» EXERCISE GOAL
Write out all of the data again, exactly as it reads.

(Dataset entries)
○ ○ ○ ○ ○ ○ ○

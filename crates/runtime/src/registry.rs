//! Session registry keyed by `(port, target id)`.

use std::sync::Arc;

use dashmap::DashMap;
use pilot_protocol::Target;
use tracing::{debug, info};

use crate::session::{Session, SessionKey, SessionOptions};

/// Exclusive owner of all live sessions.
///
/// A session is present iff its transport is open or opening: the close hook
/// installed by [`SessionRegistry::connect`] removes it the moment the socket
/// closes. Removal is identity-checked, so a stale close can never evict a
/// newer session registered under the same key.
#[derive(Clone, Default)]
pub struct SessionRegistry {
	sessions: Arc<DashMap<SessionKey, Arc<Session>>>,
}

impl SessionRegistry {
	pub fn new() -> Self {
		Self::default()
	}

	/// Connects to `target` on `port` unless a live session already exists.
	///
	/// Returns true when a live session is registered afterwards. Targets
	/// without a debugger URL and failed handshakes return false and leave
	/// the registry untouched.
	pub async fn connect(&self, port: u16, target: &Target, options: &SessionOptions) -> bool {
		let key = SessionKey::new(port, target.id.clone());

		if let Some(existing) = self.get(&key) {
			if !existing.is_closed() {
				return true;
			}
			self.remove_if_same(&existing);
		}

		let Some(url) = target.ws_url() else {
			debug!(target: "pilot.registry", session = %key, "target has no debugger url");
			return false;
		};

		let registry = self.clone();
		let session = match Session::connect(key.clone(), url, options, move |session| {
			registry.remove_if_same(session);
		})
		.await
		{
			Ok(session) => session,
			Err(e) => {
				debug!(target: "pilot.registry", session = %key, error = %e, "connection failed");
				return false;
			}
		};

		self.insert(Arc::clone(&session));

		// The socket may already have closed before we inserted.
		if session.is_closed() {
			self.remove_if_same(&session);
			return false;
		}

		info!(target: "pilot.registry", session = %key, title = %target.title, "connected to target");
		true
	}

	pub fn get(&self, key: &SessionKey) -> Option<Arc<Session>> {
		self.sessions.get(key).map(|entry| Arc::clone(entry.value()))
	}

	pub fn contains(&self, key: &SessionKey) -> bool {
		self.sessions.contains_key(key)
	}

	/// Registers `session`, replacing (and closing) any previous holder of its key.
	pub fn insert(&self, session: Arc<Session>) {
		if let Some(previous) = self.sessions.insert(session.key().clone(), session) {
			previous.close();
		}
	}

	pub fn remove(&self, key: &SessionKey) -> Option<Arc<Session>> {
		self.sessions.remove(key).map(|(_, session)| session)
	}

	/// Removes `session` only if its key still maps to this exact instance.
	pub(crate) fn remove_if_same(&self, session: &Arc<Session>) -> bool {
		self.sessions.remove_if(session.key(), |_, registered| Arc::ptr_eq(registered, session)).is_some()
	}

	/// Snapshot of the registered sessions.
	pub fn sessions(&self) -> Vec<Arc<Session>> {
		self.sessions.iter().map(|entry| Arc::clone(entry.value())).collect()
	}

	pub fn keys(&self) -> Vec<SessionKey> {
		let mut keys: Vec<SessionKey> = self.sessions.iter().map(|entry| entry.key().clone()).collect();
		keys.sort();
		keys
	}

	/// Removes and returns every registered session.
	pub fn drain(&self) -> Vec<Arc<Session>> {
		let keys: Vec<SessionKey> = self.sessions.iter().map(|entry| entry.key().clone()).collect();
		keys.iter().filter_map(|key| self.remove(key)).collect()
	}

	/// Drops registered sessions whose transport has already closed.
	pub fn prune_closed(&self) -> usize {
		let mut pruned = 0;
		self.sessions.retain(|_, session| {
			let live = !session.is_closed();
			if !live {
				pruned += 1;
			}
			live
		});
		pruned
	}

	pub fn len(&self) -> usize {
		self.sessions.len()
	}

	pub fn is_empty(&self) -> bool {
		self.sessions.is_empty()
	}
}

#[cfg(test)]
mod tests {
	use std::time::{Duration, Instant};

	use tokio::sync::mpsc;

	use super::*;

	fn detached(port: u16, id: &str) -> Arc<Session> {
		let (tx, rx) = mpsc::unbounded_channel();
		std::mem::forget(rx);
		Session::new(SessionKey::new(port, id), format!("ws://127.0.0.1:{port}/devtools/page/{id}"), Duration::from_millis(100), tx)
	}

	#[test]
	fn same_target_on_two_ports_is_two_sessions() {
		let registry = SessionRegistry::new();
		registry.insert(detached(9000, "A"));
		registry.insert(detached(9001, "A"));
		assert_eq!(registry.len(), 2);
		assert_eq!(registry.keys(), vec![SessionKey::new(9000, "A"), SessionKey::new(9001, "A")]);
	}

	#[test]
	fn stale_close_does_not_evict_replacement() {
		let registry = SessionRegistry::new();
		let old = detached(9000, "A");
		registry.insert(Arc::clone(&old));

		let replacement = detached(9000, "A");
		registry.insert(Arc::clone(&replacement));
		assert!(old.is_closed(), "replaced session should be closed");

		assert!(!registry.remove_if_same(&old));
		let current = registry.get(&SessionKey::new(9000, "A")).unwrap();
		assert!(Arc::ptr_eq(&current, &replacement));

		assert!(registry.remove_if_same(&replacement));
		assert!(registry.is_empty());
	}

	#[test]
	fn prune_and_drain() {
		let registry = SessionRegistry::new();
		let closed = detached(9000, "A");
		registry.insert(Arc::clone(&closed));
		registry.insert(detached(9000, "B"));
		closed.close();

		assert_eq!(registry.prune_closed(), 1);
		assert!(!registry.contains(&SessionKey::new(9000, "A")));
		assert_eq!(registry.prune_closed(), 0);

		// Counts removals, not the change in size.
		registry.insert(detached(9000, "C"));
		let gone = detached(9000, "D");
		registry.insert(Arc::clone(&gone));
		gone.close();
		assert_eq!(registry.prune_closed(), 1);
		assert_eq!(registry.len(), 2);

		let drained = registry.drain();
		assert_eq!(drained.len(), 2);
		assert!(registry.is_empty());
	}

	#[tokio::test]
	async fn connect_without_debugger_url_is_refused() {
		let registry = SessionRegistry::new();
		let target = Target {
			id: "P".into(),
			kind: "page".into(),
			web_socket_debugger_url: None,
			title: String::new(),
			url: String::new(),
		};
		assert!(!registry.connect(9000, &target, &SessionOptions::default()).await);
		assert!(registry.is_empty());
	}

	fn page(id: &str, ws_url: String) -> Target {
		Target {
			id: id.into(),
			kind: "page".into(),
			web_socket_debugger_url: Some(ws_url),
			title: String::new(),
			url: String::new(),
		}
	}

	fn quick_options() -> SessionOptions {
		SessionOptions {
			call_timeout: Duration::from_millis(200),
			connect_timeout: Duration::from_millis(200),
		}
	}

	#[tokio::test]
	async fn refused_socket_creates_no_session() {
		let listener = std::net::TcpListener::bind("127.0.0.1:0").unwrap();
		let port = listener.local_addr().unwrap().port();
		drop(listener);

		let registry = SessionRegistry::new();
		let target = page("R", format!("ws://127.0.0.1:{port}/devtools/page/R"));
		assert!(!registry.connect(port, &target, &quick_options()).await);
		assert!(registry.is_empty());
	}

	#[tokio::test]
	async fn stalled_handshake_gives_up_at_connect_deadline() {
		// Accepted by the kernel backlog but never upgraded.
		let listener = tokio::net::TcpListener::bind("127.0.0.1:0").await.unwrap();
		let port = listener.local_addr().unwrap().port();

		let registry = SessionRegistry::new();
		let target = page("S", format!("ws://127.0.0.1:{port}/devtools/page/S"));
		let started = Instant::now();
		assert!(!registry.connect(port, &target, &quick_options()).await);
		let elapsed = started.elapsed();
		assert!(elapsed >= Duration::from_millis(150), "gave up too early: {elapsed:?}");
		assert!(elapsed < Duration::from_millis(1500), "connect deadline ignored: {elapsed:?}");
		assert!(registry.is_empty());
		drop(listener);
	}
}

○ ○ ○ ○ ○ ○ ○

» OUTPUT FOR THIS TASK
filename crates/runtime/src/registry.rs
//! Session registry keyed by `(port, target id)`.

use std::sync::Arc;

use dashmap::DashMap;
use pilot_protocol::Target;
use tracing::{debug, info};

use crate::session::{Session, SessionKey, SessionOptions};

/// Exclusive owner of all live sessions.
///
/// A session is present iff its transport is open or opening: the close hook
/// installed by [`SessionRegistry::connect`] removes it the moment the socket
/// closes. Removal is identity-checked, so a stale close can never evict a
/// newer session registered under the same key.
#[derive(Clone, Default)]
pub struct SessionRegistry {
	sessions: Arc<DashMap<SessionKey, Arc<Session>>>,
}

impl SessionRegistry {
	pub fn new() -> Self {
		Self::default()
	}

	/// Connects to `target` on `port` unless a live session already exists.
	///
	/// Returns true when a live session is registered afterwards. Targets
	/// without a debugger URL and failed handshakes return false and leave
	/// the registry untouched.
	pub async fn connect(&self, port: u16, target: &Target, options: &SessionOptions) -> bool {
		let key = SessionKey::new(port, target.id.clone());

		if let Some(existing) = self.get(&key) {
			if !existing.is_closed() {
				return true;
			}
			self.remove_if_same(&existing);
		}

		let Some(url) = target.ws_url() else {
			debug!(target: "pilot.registry", session = %key, "target has no debugger url");
			return false;
		};

		let registry = self.clone();
		let session = match Session::connect(key.clone(), url, options, move |session| {
			registry.remove_if_same(session);
		})
		.await
		{
			Ok(session) => session,
			Err(e) => {
				debug!(target: "pilot.registry", session = %key, error = %e, "connection failed");
				return false;
			}
		};

		self.insert(Arc::clone(&session));

		// The socket may already have closed before we inserted.
		if session.is_closed() {
			self.remove_if_same(&session);
			return false;
		}

		info!(target: "pilot.registry", session = %key, title = %target.title, "connected to target");
		true
	}

	pub fn get(&self, key: &SessionKey) -> Option<Arc<Session>> {
		self.sessions.get(key).map(|entry| Arc::clone(entry.value()))
	}

	pub fn contains(&self, key: &SessionKey) -> bool {
		self.sessions.contains_key(key)
	}

	/// Registers `session`, replacing (and closing) any previous holder of its key.
	pub fn insert(&self, session: Arc<Session>) {
		if let Some(previous) = self.sessions.insert(session.key().clone(), session) {
			previous.close();
		}
	}

	pub fn remove(&self, key: &SessionKey) -> Option<Arc<Session>> {
		self.sessions.remove(key).map(|(_, session)| session)
	}

	/// Removes `session` only if its key still maps to this exact instance.
	pub(crate) fn remove_if_same(&self, session: &Arc<Session>) -> bool {
		self.sessions.remove_if(session.key(), |_, registered| Arc::ptr_eq(registered, session)).is_some()
	}

	/// Snapshot of the registered sessions.
	pub fn sessions(&self) -> Vec<Arc<Session>> {
		self.sessions.iter().map(|entry| Arc::clone(entry.value())).collect()
	}

	pub fn keys(&self) -> Vec<SessionKey> {
		let mut keys: Vec<SessionKey> = self.sessions.iter().map(|entry| entry.key().clone()).collect();
		keys.sort();
		keys
	}

	/// Removes and returns every registered session.
	pub fn drain(&self) -> Vec<Arc<Session>> {
		let keys: Vec<SessionKey> = self.sessions.iter().map(|entry| entry.key().clone()).collect();
		keys.iter().filter_map(|key| self.remove(key)).collect()
	}

	/// Drops registered sessions whose transport has already closed.
	pub fn prune_closed(&self) -> usize {
		let mut pruned = 0;
		self.sessions.retain(|_, session| {
			let live = !session.is_closed();
			if !live {
				pruned += 1;
			}
			live
		});
		pruned
	}

	pub fn len(&self) -> usize {
		self.sessions.len()
	}

	pub fn is_empty(&self) -> bool {
		self.sessions.is_empty()
	}
}

#[cfg(test)]
mod tests {
	use std::time::{Duration, Instant};

	use tokio::sync::mpsc;

	use super::*;

	fn detached(port: u16, id: &str) -> Arc<Session> {
		let (tx, rx) = mpsc::unbounded_channel();
		std::mem::forget(rx);
		Session::new(SessionKey::new(port, id), format!("ws://127.0.0.1:{port}/devtools/page/{id}"), Duration::from_millis(100), tx)
	}

	#[test]
	fn same_target_on_two_ports_is_two_sessions() {
		let registry = SessionRegistry::new();
		registry.insert(detached(9000, "A"));
		registry.insert(detached(9001, "A"));
		assert_eq!(registry.len(), 2);
		assert_eq!(registry.keys(), vec![SessionKey::new(9000, "A"), SessionKey::new(9001, "A")]);
	}

	#[test]
	fn stale_close_does_not_evict_replacement() {
		let registry = SessionRegistry::new();
		let old = detached(9000, "A");
		registry.insert(Arc::clone(&old));

		let replacement = detached(9000, "A");
		registry.insert(Arc::clone(&replacement));
		assert!(old.is_closed(), "replaced session should be closed");

		assert!(!registry.remove_if_same(&old));
		let current = registry.get(&SessionKey::new(9000, "A")).unwrap();
		assert!(Arc::ptr_eq(&current, &replacement));

		assert!(registry.remove_if_same(&replacement));
		assert!(registry.is_empty());
	}

	#[test]
	fn prune_and_drain() {
		let registry = SessionRegistry::new();
		let closed = detached(9000, "A");
		registry.insert(Arc::clone(&closed));
		registry.insert(detached(9000, "B"));
		closed.close();

		assert_eq!(registry.prune_closed(), 1);
		assert!(!registry.contains(&SessionKey::new(9000, "A")));
		assert_eq!(registry.prune_closed(), 0);

		// Counts removals, not the change in size.
		registry.insert(detached(9000, "C"));
		let gone = detached(9000, "D");
		registry.insert(Arc::clone(&gone));
		gone.close();
		assert_eq!(registry.prune_closed(), 1);
		assert_eq!(registry.len(), 2);

		let drained = registry.drain();
		assert_eq!(drained.len(), 2);
		assert!(registry.is_empty());
	}

	#[tokio::test]
	async fn connect_without_debugger_url_is_refused() {
		let registry = SessionRegistry::new();
		let target = Target {
			id: "P".into(),
			kind: "page".into(),
			web_socket_debugger_url: None,
			title: String::new(),
			url: String::new(),
		};
		assert!(!registry.connect(9000, &target, &SessionOptions::default()).await);
		assert!(registry.is_empty());
	}

	fn page(id: &str, ws_url: String) -> Target {
		Target {
			id: id.into(),
			kind: "page".into(),
			web_socket_debugger_url: Some(ws_url),
			title: String::new(),
			url: String::new(),
		}
	}

	fn quick_options() -> SessionOptions {
		SessionOptions {
			call_timeout: Duration::from_millis(200),
			connect_timeout: Duration::from_millis(200),
		}
	}

	#[tokio::test]
	async fn refused_socket_creates_no_session() {
		let listener = std::net::TcpListener::bind("127.0.0.1:0").unwrap();
		let port = listener.local_addr().unwrap().port();
		drop(listener);

		let registry = SessionRegistry::new();
		let target = page("R", format!("ws://127.0.0.1:{port}/devtools/page/R"));
		assert!(!registry.connect(port, &target, &quick_options()).await);
		assert!(registry.is_empty());
	}

	#[tokio::test]
	async fn stalled_handshake_gives_up_at_connect_deadline() {
		// Accepted by the kernel backlog but never upgraded.
		let listener = tokio::net::TcpListener::bind("127.0.0.1:0").await.unwrap();
		let port = listener.local_addr().unwrap().port();

		let registry = SessionRegistry::new();
		let target = page("S", format!("ws://127.0.0.1:{port}/devtools/page/S"));
		let started = Instant::now();
		assert!(!registry.connect(port, &target, &quick_options()).await);
		let elapsed = started.elapsed();
		assert!(elapsed >= Duration::from_millis(150), "gave up too early: {elapsed:?}");
		assert!(elapsed < Duration::from_millis(1500), "connect deadline ignored: {elapsed:?}");
		assert!(registry.is_empty());
		drop(listener);
	}
}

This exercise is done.